I am PhD Scholar, enrolled with Utkal University of Culture, Bhubaneshwar, Odisha, India.
The Topic I selected is

“Vedas- A New Critical Analysis with Special reference to Human Body and Health”

The Vedas quotes about NaNo technology, and I have analyzed the details in depth and is available in PDF form. I have proved that supportive therapy to cure cancer and recovery from coma is possible if we improve the oxygen, Nitrogen, Sodium and urea content in the atmosphere.

If any one wish to have the details and if they contact me I am ready to share my findings with Nero surgeons and Cancer specialists. Please contact me for further details.

Please down load the abstract of my thesis

Regards

Ramachandran

Because if there is one thing our atmosphere is lacking, it’s an adequate urea content.
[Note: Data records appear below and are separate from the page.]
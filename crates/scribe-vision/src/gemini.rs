//! Google Gemini vision model used as an image recognizer.

use serde::{Deserialize, Serialize};

use base64::Engine as _;
use base64::engine::general_purpose::STANDARD;

use scribe_core::{BackendError, ImageData, TextRecognizer};

use crate::client::{build_client, post_json};

pub const OCR_PROMPT: &str = "Extract all readable text from this image clearly and accurately.";

const DEFAULT_BASE_URL: &str = "https://generativelanguage.googleapis.com/v1beta";

pub struct GeminiRecognizer {
    api_key: String,
    model: String,
    base_url: String,
    client: reqwest::blocking::Client,
    timeout_secs: u64,
}

impl std::fmt::Debug for GeminiRecognizer {
    fn fmt(&self, f: &mut std::fmt::Formatter<'_>) -> std::fmt::Result {
        f.debug_struct("GeminiRecognizer")
            .field("model", &self.model)
            .field("base_url", &self.base_url)
            .finish_non_exhaustive()
    }
}

impl GeminiRecognizer {
    pub fn new(
        api_key: impl Into<String>,
        model: impl Into<String>,
        timeout_secs: u64,
    ) -> Result<Self, BackendError> {
        Ok(Self {
            api_key: api_key.into(),
            model: model.into(),
            base_url: DEFAULT_BASE_URL.to_string(),
            client: build_client(timeout_secs)?,
            timeout_secs,
        })
    }

    pub fn with_base_url(mut self, base_url: &str) -> Self {
        self.base_url = base_url.trim_end_matches('/').to_string();
        self
    }

    fn endpoint(&self) -> String {
        format!("{}/models/{}:generateContent", self.base_url, self.model)
    }
}

#[derive(Serialize)]
struct GenerateRequest<'a> {
    contents: Vec<Content<'a>>,
}

#[derive(Serialize)]
struct Content<'a> {
    parts: Vec<Part<'a>>,
}

#[derive(Serialize)]
#[serde(untagged)]
enum Part<'a> {
    Text { text: &'a str },
    Inline { inline_data: InlineData<'a> },
}

#[derive(Serialize)]
struct InlineData<'a> {
    mime_type: &'a str,
    data: String,
}

#[derive(Deserialize, Default)]
struct GenerateResponse {
    #[serde(default)]
    candidates: Vec<Candidate>,
}

#[derive(Deserialize)]
struct Candidate {
    content: Option<CandidateContent>,
}

#[derive(Deserialize)]
struct CandidateContent {
    #[serde(default)]
    parts: Vec<ResponsePart>,
}

#[derive(Deserialize)]
struct ResponsePart {
    text: Option<String>,
}

fn build_request(image: &ImageData) -> GenerateRequest<'_> {
    GenerateRequest {
        contents: vec![Content {
            parts: vec![
                Part::Text { text: OCR_PROMPT },
                Part::Inline {
                    inline_data: InlineData {
                        mime_type: image.format.mime_type(),
                        data: STANDARD.encode(&image.data),
                    },
                },
            ],
        }],
    }
}

/// Concatenate the text parts of the first candidate.
fn response_text(response: GenerateResponse) -> Result<String, BackendError> {
    let candidate = response
        .candidates
        .into_iter()
        .next()
        .ok_or_else(|| BackendError::Recognition("Gemini returned no candidates".into()))?;
    let text: String = candidate
        .content
        .map(|c| c.parts.into_iter().filter_map(|p| p.text).collect())
        .unwrap_or_default();
    Ok(text)
}

impl TextRecognizer for GeminiRecognizer {
    fn name(&self) -> &'static str {
        "gemini"
    }

    fn recognize_text(&self, image: &ImageData) -> Result<String, BackendError> {
        let request = self
            .client
            .post(self.endpoint())
            .header("x-goog-api-key", &self.api_key);
        let response: GenerateResponse =
            post_json(request, &build_request(image), "Gemini", self.timeout_secs)?;
        let text = response_text(response)?;
        tracing::debug!(model = %self.model, chars = text.len(), "gemini recognized image");
        Ok(text)
    }
}

#[cfg(test)]
mod tests {
    use super::*;
    use scribe_core::ImageFormat;

    #[test]
    fn request_carries_prompt_and_inline_image() {
        let image = ImageData {
            data: b"hi".to_vec(),
            format: ImageFormat::Jpeg,
        };
        let json = serde_json::to_value(build_request(&image)).unwrap();
        let parts = &json["contents"][0]["parts"];
        assert_eq!(parts[0]["text"], OCR_PROMPT);
        assert_eq!(parts[1]["inline_data"]["mime_type"], "image/jpeg");
        assert_eq!(parts[1]["inline_data"]["data"], "aGk=");
    }

    #[test]
    fn response_parts_are_joined() {
        let response: GenerateResponse = serde_json::from_str(
            r#"{"candidates":[{"content":{"parts":[{"text":"Hello "},{"text":"world"}]}}]}"#,
        )
        .unwrap();
        assert_eq!(response_text(response).unwrap(), "Hello world");
    }

    #[test]
    fn missing_candidates_is_an_error() {
        let response: GenerateResponse = serde_json::from_str(r#"{"promptFeedback":{}}"#).unwrap();
        assert!(matches!(
            response_text(response),
            Err(BackendError::Recognition(_))
        ));
    }

    #[test]
    fn endpoint_uses_model_name() {
        let engine = GeminiRecognizer::new("k", "gemini-2.5-flash", 5)
            .unwrap()
            .with_base_url("http://localhost:9000/v1beta/");
        assert_eq!(
            engine.endpoint(),
            "http://localhost:9000/v1beta/models/gemini-2.5-flash:generateContent"
        );
        assert!(!format!("{engine:?}").contains("\"k\""));
    }
}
He did send along a copy of his abstract. It’s 29 pages long. It’s also hilarious.

Read it here.

Here in treating the diseases with blood disorder we are burning the oil, filtered through cotton thread create the heat and the heat so produced has the quality of the herbal along with the atomic force, that penetrates through the skin, combine with iron in the blood, converting them in to lead first, then vanadium, then iridium and so on. We are sending these rays through copper plates roof or by placing Egg shaped copper balls, so that the rays break in to millions anus and form NaNo particles and give good result.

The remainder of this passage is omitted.